Key Frameworks from This Episode

The 30-Minute Threshold
APA research establishes ≤30 min/day social media as net neutral to positive for mental health; harm accelerates sharply after that line. Designing around this specific threshold rather than total abstinence makes Dayo's ask practical and evidence-backed.
Contingency Management
Clinical behavior change methodology: reward desired behavior with tangible incentives. NIH data shows it outperforms therapy alone in addiction contexts. Dayo applies this at consumer scale - $5/day in credits for hitting your screen time goal.
Aligned Incentive Architecture
Dayo's business model only generates revenue (affiliate fees) when users successfully change behavior. This structurally aligns company economics with user wellbeing - the opposite of the attention economy's fundamental misalignment.
The Attention Asset Flip
Social media treats users as inventory sold to advertisers. Dayo treats user attention as an asset owned by the user, with the platform earning only a facilitation fee. Corey frames this as 'capitalism for good' - market mechanics in service of public health.
Build on Platform Primitives
Rather than building screen-time monitoring from scratch, Dayo leverages Apple's ScreenTime API - a trusted, privacy-compliant system primitive. This reduced technical risk, accelerated time to market, and sidesteps user skepticism about third-party monitoring.
Values-Curated Commerce
The Dayo marketplace isn't just a discount channel - it's a brand statement. Including LGBTQ-, women-, and Black-owned businesses alongside premium consumer brands (Patagonia, Yeti, La Creuset) signals who the product is for and what it stands for, attracting users who share those values.

FAQ

How does Dayo actually track my social media usage?

Dayo integrates with Apple's ScreenTime API, which is built into iOS. You select which apps to track, and the API monitors usage natively on your device.

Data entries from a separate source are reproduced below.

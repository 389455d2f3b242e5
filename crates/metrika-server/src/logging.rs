use axum::{
    body::{to_bytes, Body, Bytes},
    extract::Request,
    http::{header, HeaderMap, HeaderValue, Method, StatusCode},
    middleware::Next,
    response::Response,
};
use std::fmt;
use std::time::Instant;

/// Per-request trace id, stored in request extensions.
#[derive(Clone)]
pub struct TraceId(pub String);

static TRACE_ID_HEADER: header::HeaderName = header::HeaderName::from_static("x-trace-id");

/// Characters of a text body kept in the log line.
const MAX_LOGGED_CHARS: usize = 200;

/// Upper bound on request bodies buffered for logging.
const MAX_LOGGED_REQUEST_BYTES: usize = 16 * 1024 * 1024;

fn new_trace_id() -> String {
    hex::encode(rand::random::<[u8; 8]>())
}

/// What a body looks like in the log.
///
/// Metric batches usually arrive gzip-compressed, so encoded bodies are
/// only reported by size.
#[derive(Debug, PartialEq)]
enum BodySummary {
    Empty,
    Text(String),
    Encoded(usize),
    Binary(usize),
}

impl BodySummary {
    fn of(headers: &HeaderMap, bytes: &[u8]) -> Self {
        if bytes.is_empty() {
            return BodySummary::Empty;
        }
        let encoded = headers
            .get(header::CONTENT_ENCODING)
            .and_then(|v| v.to_str().ok())
            .is_some_and(|v| !v.eq_ignore_ascii_case("identity"));
        if encoded {
            return BodySummary::Encoded(bytes.len());
        }
        match std::str::from_utf8(bytes) {
            Ok(text) if text.len() > MAX_LOGGED_CHARS => {
                let mut end = MAX_LOGGED_CHARS;
                while !text.is_char_boundary(end) {
                    end -= 1;
                }
                BodySummary::Text(format!("{}...", &text[..end]))
            }
            Ok(text) => BodySummary::Text(text.trim_end().to_string()),
            Err(_) => BodySummary::Binary(bytes.len()),
        }
    }
}

impl fmt::Display for BodySummary {
    fn fmt(&self, f: &mut fmt::Formatter<'_>) -> fmt::Result {
        match self {
            BodySummary::Empty => Ok(()),
            BodySummary::Text(text) => f.write_str(text),
            BodySummary::Encoded(len) => write!(f, "<{len} encoded bytes>"),
            BodySummary::Binary(len) => write!(f, "<{len} binary bytes>"),
        }
    }
}

async fn buffer(headers: &HeaderMap, body: Body, limit: usize) -> (Bytes, BodySummary) {
    let bytes = to_bytes(body, limit).await.unwrap_or_default();
    let summary = BodySummary::of(headers, &bytes);
    (bytes, summary)
}

fn log_response(trace_id: &str, status: StatusCode, elapsed_ms: u64, body: &BodySummary) {
    let status = status.as_u16();
    match status {
        500..=u16::MAX => tracing::error!(trace_id, status, elapsed_ms, body = %body, "<-- response"),
        400..=499 => tracing::warn!(trace_id, status, elapsed_ms, body = %body, "<-- response"),
        _ => tracing::info!(trace_id, status, elapsed_ms, "<-- response"),
    }
}

/// Logs each request and its response under one trace id, and returns the
/// id in `X-Trace-Id`.
///
/// `POST` bodies are buffered so the metric payload can be logged; response
/// bodies are only read back for error statuses.
pub async fn request_logging(req: Request, next: Next) -> Response {
    let trace_id = new_trace_id();
    let (mut parts, body) = req.into_parts();
    parts.extensions.insert(TraceId(trace_id.clone()));

    let req = if parts.method == Method::POST {
        let (bytes, summary) = buffer(&parts.headers, body, MAX_LOGGED_REQUEST_BYTES).await;
        tracing::info!(
            trace_id = %trace_id,
            method = %parts.method,
            path = %parts.uri.path(),
            body = %summary,
            "--> request"
        );
        Request::from_parts(parts, Body::from(bytes))
    } else {
        tracing::info!(
            trace_id = %trace_id,
            method = %parts.method,
            path = %parts.uri.path(),
            "--> request"
        );
        Request::from_parts(parts, body)
    };

    let start = Instant::now();
    let response = next.run(req).await;
    let elapsed_ms = start.elapsed().as_millis() as u64;

    let status = response.status();
    let mut response = if status.is_client_error() || status.is_server_error() {
        let (parts, body) = response.into_parts();
        let (bytes, summary) = buffer(&parts.headers, body, usize::MAX).await;
        log_response(&trace_id, status, elapsed_ms, &summary);
        Response::from_parts(parts, Body::from(bytes))
    } else {
        log_response(&trace_id, status, elapsed_ms, &BodySummary::Empty);
        response
    };

    if let Ok(value) = HeaderValue::from_str(&trace_id) {
        response.headers_mut().insert(TRACE_ID_HEADER.clone(), value);
    }
    response
}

When you hit 30 minutes, a shield screen activates and tracked apps gray out. No third-party monitoring profile is required. Android support is in development.

What can I actually buy with Dayo credits?

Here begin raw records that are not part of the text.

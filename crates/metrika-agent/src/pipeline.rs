//! Turns a collector snapshot into batches and delivers them.
//!
//! The snapshot is cut into `batch_size` chunks in order. A fixed pool of
//! `rate_limit` workers drains a shared queue of chunks; each worker sends
//! its chunks one at a time, so at most `rate_limit` requests are in flight.
//! A failed batch does not stop the others. Once cancelled, workers take no
//! further batches; whatever is left in the queue is reported as not sent.

use crate::config::AgentConfig;
use crate::error::DeliveryError;
use crate::retry::{retry_with_linear_backoff, RetryPolicy};
use crate::transport::{EncodedBatch, Transport};
use metrika_common::codec::Compression;
use metrika_common::secure::Signer;
use metrika_common::MetricsDto;
use std::collections::VecDeque;
use std::sync::atomic::{AtomicBool, Ordering};
use std::sync::{Arc, Mutex};
use tokio::task::JoinSet;
use tokio_util::sync::CancellationToken;

/// Summary of a fully successful delivery.
#[derive(Debug, Clone, Copy, PartialEq, Eq)]
pub struct DeliveryReport {
    pub batches: usize,
    pub metrics: usize,
}

#[derive(Clone)]
pub struct DeliveryPipeline {
    transport: Arc<dyn Transport>,
    signer: Option<Signer>,
    compression: Compression,
    batch_size: usize,
    rate_limit: usize,
    retry: RetryPolicy,
}

/// Batches shared by the workers of one delivery.
struct BatchQueue {
    pending: Mutex<VecDeque<(usize, Vec<MetricsDto>)>>,
    /// Set once a batch's outcome has been recorded by its worker.
    settled: Vec<AtomicBool>,
}

impl BatchQueue {
    fn new(pending: VecDeque<(usize, Vec<MetricsDto>)>) -> Self {
        let settled = (0..pending.len()).map(|_| AtomicBool::new(false)).collect();
        Self {
            pending: Mutex::new(pending),
            settled,
        }
    }

    fn pop(&self) -> Option<(usize, Vec<MetricsDto>)> {
        self.pending
            .lock()
            .unwrap_or_else(|poisoned| poisoned.into_inner())
            .pop_front()
    }

    fn settle(&self, index: usize) {
        self.settled[index].store(true, Ordering::SeqCst);
    }

    /// Indexes never taken by a worker.
    fn drain(&self) -> Vec<usize> {
        self.pending
            .lock()
            .unwrap_or_else(|poisoned| poisoned.into_inner())
            .drain(..)
            .map(|(index, _)| index)
            .collect()
    }
}

impl DeliveryPipeline {
    pub fn new(transport: Arc<dyn Transport>) -> Self {
        Self {
            transport,
            signer: None,
            compression: Compression::None,
            batch_size: 3,
            rate_limit: 1,
            retry: RetryPolicy::default(),
        }
    }

    pub fn from_config(config: &AgentConfig, transport: Arc<dyn Transport>) -> Self {
        Self::new(transport)
            .with_compression(config.compression)
            .with_signer(Signer::from_key(config.secret_key.as_deref()))
            .with_batch_size(config.batch_size)
            .with_rate_limit(config.rate_limit)
            .with_retry(config.retry_policy())
    }

    pub fn with_compression(mut self, compression: Compression) -> Self {
        self.compression = compression;
        self
    }

    pub fn with_signer(mut self, signer: Option<Signer>) -> Self {
        self.signer = signer;
        self
    }

    /// Metrics per batch; clamped to at least 1.
    pub fn with_batch_size(mut self, batch_size: usize) -> Self {
        self.batch_size = batch_size.max(1);
        self
    }

    /// Concurrent senders; clamped to at least 1.
    pub fn with_rate_limit(mut self, rate_limit: usize) -> Self {
        self.rate_limit = rate_limit.max(1);
        self
    }

    pub fn with_retry(mut self, retry: RetryPolicy) -> Self {
        self.retry = retry;
        self
    }

    /// Serializes, compresses and signs one batch.
    pub fn encode(&self, batch: &[MetricsDto]) -> Result<EncodedBatch, DeliveryError> {
        let json = serde_json::to_vec(batch).map_err(|e| DeliveryError::Encode(e.to_string()))?;
        let body = self
            .compression
            .encode(&json)
            .map_err(|e| DeliveryError::Encode(e.to_string()))?;
        let signature = match &self.signer {
            Some(signer) => Some(
                signer
                    .sign(&body)
                    .map_err(|e| DeliveryError::Encode(e.to_string()))?,
            ),
            None => None,
        };
        Ok(EncodedBatch {
            body,
            compression: self.compression,
            signature,
            metrics: batch.len(),
        })
    }

    /// Sends one batch under the retry policy.
    pub async fn send_batch(
        &self,
        batch: &[MetricsDto],
        cancel: &CancellationToken,
    ) -> Result<(), DeliveryError> {
        let encoded = self.encode(batch)?;
        let transport = &self.transport;
        let encoded = &encoded;
        retry_with_linear_backoff(self.retry, cancel, |attempt| async move {
            tracing::debug!(attempt, metrics = encoded.metrics, "Sending batch");
            let status = transport.send(encoded).await?;
            match DeliveryError::from_status(status) {
                None => Ok(()),
                Some(e) => Err(e),
            }
        })
        .await
        .map_err(DeliveryError::from)
    }

    /// Delivers a whole snapshot.
    ///
    /// Succeeds only if every batch was accepted. Batches that succeeded
    /// before a failure stay delivered.
    pub async fn deliver(
        &self,
        snapshot: Vec<MetricsDto>,
        cancel: &CancellationToken,
    ) -> Result<DeliveryReport, DeliveryError> {
        let metrics = snapshot.len();
        let queue: VecDeque<(usize, Vec<MetricsDto>)> = snapshot
            .chunks(self.batch_size)
            .map(<[MetricsDto]>::to_vec)
            .enumerate()
            .collect();
        let total = queue.len();
        if total == 0 {
            return Ok(DeliveryReport {
                batches: 0,
                metrics: 0,
            });
        }

        let queue = Arc::new(BatchQueue::new(queue));
        let workers = self.rate_limit.min(total);
        let mut set = JoinSet::new();
        for worker in 0..workers {
            let pipeline = self.clone();
            let queue = Arc::clone(&queue);
            let cancel = cancel.clone();
            set.spawn(async move { pipeline.run_worker(worker, queue, cancel).await });
        }

        let mut failures: Vec<(usize, DeliveryError)> = Vec::new();
        let mut panics = Vec::new();
        while let Some(joined) = set.join_next().await {
            match joined {
                Ok(worker_failures) => failures.extend(worker_failures),
                Err(e) => panics.push(e.to_string()),
            }
        }

        let not_sent = queue.drain();
        if !not_sent.is_empty() {
            tracing::info!(count = not_sent.len(), "Delivery cancelled, batches left unsent");
        }
        failures.extend(not_sent.into_iter().map(|index| (index, DeliveryError::NotSent)));
        // a batch taken but never settled belongs to a worker that died
        let mut panics = panics.into_iter();
        for (index, settled) in queue.settled.iter().enumerate() {
            let lost = !settled.load(Ordering::SeqCst)
                && !failures.iter().any(|(failed, _)| *failed == index);
            if lost {
                let reason = panics.next().unwrap_or_else(|| "worker exited".to_string());
                failures.push((index, DeliveryError::Worker(reason)));
            }
        }

        if failures.is_empty() {
            return Ok(DeliveryReport {
                batches: total,
                metrics,
            });
        }

        failures.sort_by_key(|(index, _)| *index);
        let failed = failures.len();
        let (first_index, first) = failures.swap_remove(0);
        Err(DeliveryError::Incomplete {
            failed,
            total,
            first_index,
            first: Box::new(first),
        })
    }

    async fn run_worker(
        &self,
        worker: usize,
        queue: Arc<BatchQueue>,
        cancel: CancellationToken,
    ) -> Vec<(usize, DeliveryError)> {
        let mut failures = Vec::new();
        while !cancel.is_cancelled() {
            let Some((index, batch)) = queue.pop() else {
                break;
            };
            match self.send_batch(&batch, &cancel).await {
                Ok(()) => {
                    tracing::debug!(worker, batch = index, count = batch.len(), "Batch delivered")
                }
                Err(e) => {
                    tracing::warn!(worker, batch = index, error = %e, "Batch delivery failed");
                    failures.push((index, e));
                }
            }
            queue.settle(index);
        }
        failures
    }
}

Credits are redeemable in Dayo's curated marketplace of direct-to-consumer brands - currently including Rumpl, JBL, La Creuset, Patagonia, Yeti, Powell's Books, and Bar West. The credit gives you a discount at checkout equivalent to the earned reward. It's wholesale pricing, not a promo code.

How does Dayo make money?

Dayo earns an affiliate fee on every marketplace transaction. No revenue is generated unless users actually use their credits - which only happens if they successfully hit their screen time goals. The model is structurally dependent on user behavior change working.

Is the science real, or is this just marketing?

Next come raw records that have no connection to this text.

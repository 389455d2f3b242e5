//! Current-value metric storage for the metrika server.
//!
//! Gauges and counters are kept behind one repository contract with two
//! backends: [`memory::InMemoryRepository`] (a locked map, made durable by the
//! [`dumper::FileDumper`]) and [`sqlite::SqliteRepository`] (SQL upserts with
//! transactional batches through [`sqlite::SqliteUnitOfWork`]).

pub mod dumper;
pub mod error;
pub mod memory;
pub mod migration;
pub mod sqlite;


use error::Result;
use metrika_common::{Metric, MetricValue, MetricsDto};
use std::collections::HashMap;

/// Point-in-time mapping `id -> metric` for one kind.
pub type StorageState<T> = HashMap<String, Metric<T>>;

/// Transaction carrier passed explicitly to every repository call.
///
/// `Detached` means "no surrounding transaction": the backend uses its own
/// connection or lock for the single call.
pub enum TxScope<'a> {
    Detached,
    Sqlite(&'a rusqlite::Transaction<'a>),
}

/// Read side of a repository, shared by both metric kinds.
///
/// Implementations must be `Send + Sync`: HTTP handlers and the dumper task
/// access the same repository concurrently.
pub trait MetricRepository<T: MetricValue>: Send + Sync {
    /// Returns the metric with `id`, or [`error::StorageError::NotFound`].
    fn get(&self, scope: &TxScope<'_>, id: &str) -> Result<Metric<T>>;

    /// All metrics of this kind, in no particular order.
    fn list(&self, scope: &TxScope<'_>) -> Result<Vec<Metric<T>>>;

    /// Same as [`list`](Self::list) in wire form; used by the dumper.
    fn get_metrics(&self, scope: &TxScope<'_>) -> Result<Vec<MetricsDto>> {
        Ok(self.list(scope)?.iter().map(Metric::to_dto).collect())
    }
}

/// Gauge storage: last write wins.
pub trait GaugeRepository: MetricRepository<f64> {
    fn set(&self, scope: &TxScope<'_>, metric: &Metric<f64>) -> Result<()>;
}

/// Counter storage: writes add their delta to the stored value.
pub trait CounterRepository: MetricRepository<i64> {
    /// Inserts the metric if absent, otherwise adds `metric.value` to it.
    /// Returns the accumulated metric.
    ///
    /// Concurrent updates of the same id never lose a delta.
    fn update(&self, scope: &TxScope<'_>, metric: &Metric<i64>) -> Result<Metric<i64>>;
}

/// Backend reachability check behind `GET /ping`.
pub trait HealthCheck: Send + Sync {
    fn ping(&self) -> Result<()>;
}

/// Transactional boundary around several repository writes.
pub trait UnitOfWork: Send + Sync {
    /// Runs `f` inside a transaction when the backend has one.
    ///
    /// Commits when `f` returns `Ok`, rolls back on `Err`, and rolls back
    /// before resuming a panic raised by `f`. Without a transactional
    /// backend, `f` runs with [`TxScope::Detached`] and nothing is undone.
    fn with_tx(&self, f: &mut dyn FnMut(&TxScope<'_>) -> Result<()>) -> Result<()>;
}

/// Unit of work for backends without transactions.
pub struct NoopUnitOfWork;

impl UnitOfWork for NoopUnitOfWork {
    fn with_tx(&self, f: &mut dyn FnMut(&TxScope<'_>) -> Result<()>) -> Result<()> {
        f(&TxScope::Detached)
    }
}
//! Validation and dispatch of metric writes and reads.
//!
//! The service is synchronous; HTTP handlers call it from blocking tasks.

use metrika_common::{
    Metric, MetricError, MetricKind, MetricValue, MetricsDto, Payload, WireMetric,
};
use metrika_storage::error::StorageError;
use metrika_storage::{CounterRepository, GaugeRepository, TxScope, UnitOfWork};
use std::sync::Arc;

#[derive(Debug, thiserror::Error)]
pub enum ServiceError {
    /// Client input could not be turned into a metric.
    #[error(transparent)]
    Validation(#[from] MetricError),

    #[error("{kind} metric {id:?} not found")]
    NotFound { kind: MetricKind, id: String },

    #[error("storage error: {0}")]
    Storage(StorageError),
}

impl From<StorageError> for ServiceError {
    fn from(err: StorageError) -> Self {
        match err {
            StorageError::NotFound { kind, id } => ServiceError::NotFound { kind, id },
            StorageError::Metric(e) => ServiceError::Validation(e),
            other => ServiceError::Storage(other),
        }
    }
}

pub type Result<T> = std::result::Result<T, ServiceError>;

pub struct MetricService {
    gauges: Arc<dyn GaugeRepository>,
    counters: Arc<dyn CounterRepository>,
    uow: Arc<dyn UnitOfWork>,
}

impl MetricService {
    pub fn new(
        gauges: Arc<dyn GaugeRepository>,
        counters: Arc<dyn CounterRepository>,
        uow: Arc<dyn UnitOfWork>,
    ) -> Self {
        Self {
            gauges,
            counters,
            uow,
        }
    }

    pub fn gauges(&self) -> Arc<dyn GaugeRepository> {
        Arc::clone(&self.gauges)
    }

    pub fn counters(&self) -> Arc<dyn CounterRepository> {
        Arc::clone(&self.counters)
    }

    /// Routes one validated metric to its repository and returns the stored
    /// state: the gauge as written, or the accumulated counter.
    fn apply(&self, scope: &TxScope<'_>, dto: &MetricsDto) -> std::result::Result<MetricsDto, StorageError> {
        if dto.id.is_empty() {
            return Err(MetricError::MissingId.into());
        }
        match dto.payload {
            Payload::Gauge(value) => {
                let metric = Metric::new(dto.id.clone(), value);
                self.gauges.set(scope, &metric)?;
                Ok(metric.to_dto())
            }
            Payload::Counter(delta) => {
                let stored = self.counters.update(scope, &Metric::new(dto.id.clone(), delta))?;
                Ok(stored.to_dto())
            }
        }
    }

    pub fn update_metric(&self, dto: &MetricsDto) -> Result<MetricsDto> {
        Ok(self.apply(&TxScope::Detached, dto)?)
    }

    /// Path-style update: `kind`, `id` and the value all arrive as text.
    pub fn update_metric_raw(&self, kind: &str, id: &str, raw: &str) -> Result<MetricsDto> {
        if id.is_empty() {
            return Err(MetricError::MissingId.into());
        }
        let payload = match kind.parse::<MetricKind>()? {
            MetricKind::Gauge => Payload::Gauge(f64::parse_raw(raw)?),
            MetricKind::Counter => Payload::Counter(i64::parse_raw(raw)?),
        };
        self.update_metric(&MetricsDto {
            id: id.to_string(),
            payload,
        })
    }

    /// Validates and applies a batch inside one unit of work.
    ///
    /// The first failing item aborts the batch. With a transactional backend
    /// nothing from the batch remains; otherwise items before the failure
    /// stay applied. Returns the number of metrics written.
    pub fn update_metrics_batch(&self, batch: Vec<WireMetric>) -> Result<usize> {
        if batch.is_empty() {
            return Ok(0);
        }
        let count = batch.len();
        self.uow.with_tx(&mut |scope| {
            for wire in &batch {
                let dto = MetricsDto::try_from(wire.clone())?;
                self.apply(scope, &dto)?;
            }
            Ok(())
        })?;
        Ok(count)
    }

    pub fn get_metric(&self, kind: &str, id: &str) -> Result<MetricsDto> {
        if id.is_empty() {
            return Err(MetricError::MissingId.into());
        }
        let scope = TxScope::Detached;
        let dto = match kind.parse::<MetricKind>()? {
            MetricKind::Gauge => self.gauges.get(&scope, id)?.to_dto(),
            MetricKind::Counter => self.counters.get(&scope, id)?.to_dto(),
        };
        Ok(dto)
    }

    /// Every stored metric, gauges first, each kind sorted by id.
    pub fn list_metrics(&self) -> Result<Vec<MetricsDto>> {
        let scope = TxScope::Detached;
        let mut gauges = self.gauges.get_metrics(&scope)?;
        gauges.sort_by(|a, b| a.id.cmp(&b.id));
        let mut counters = self.counters.get_metrics(&scope)?;
        counters.sort_by(|a, b| a.id.cmp(&b.id));
        gauges.extend(counters);
        Ok(gauges)
    }
}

The APA data on the 30-minute threshold is published research, not proprietary claims. The contingency management methodology cited in the NIH meth study is a well-established clinical behavior change framework. Dayo's product is designed around documented evidence, not wellness marketing language.

Who is Dayo raising from, and what's the round?

Corey is raising a seed round of $500K–$800K at time of recording. Ideal investors understand consumer behavior change, fintech, and mission-aligned business models. The company has existing backing from the Oregon Entrepreneur Network ($110K convertible note) and the City of Beaverton ($25K note).

Why is the marketplace values-curated? Is that a business decision or a mission decision?

Both deliberately. Corey acknowledges that social media has served genuine normalizing functions for marginalized communities - LGBTQ individuals, people of color, women - and Dayo doesn't want to erase that value. Including brands that serve those communities signals alignment and attracts users for whom those values matter. It's mission and market strategy at once.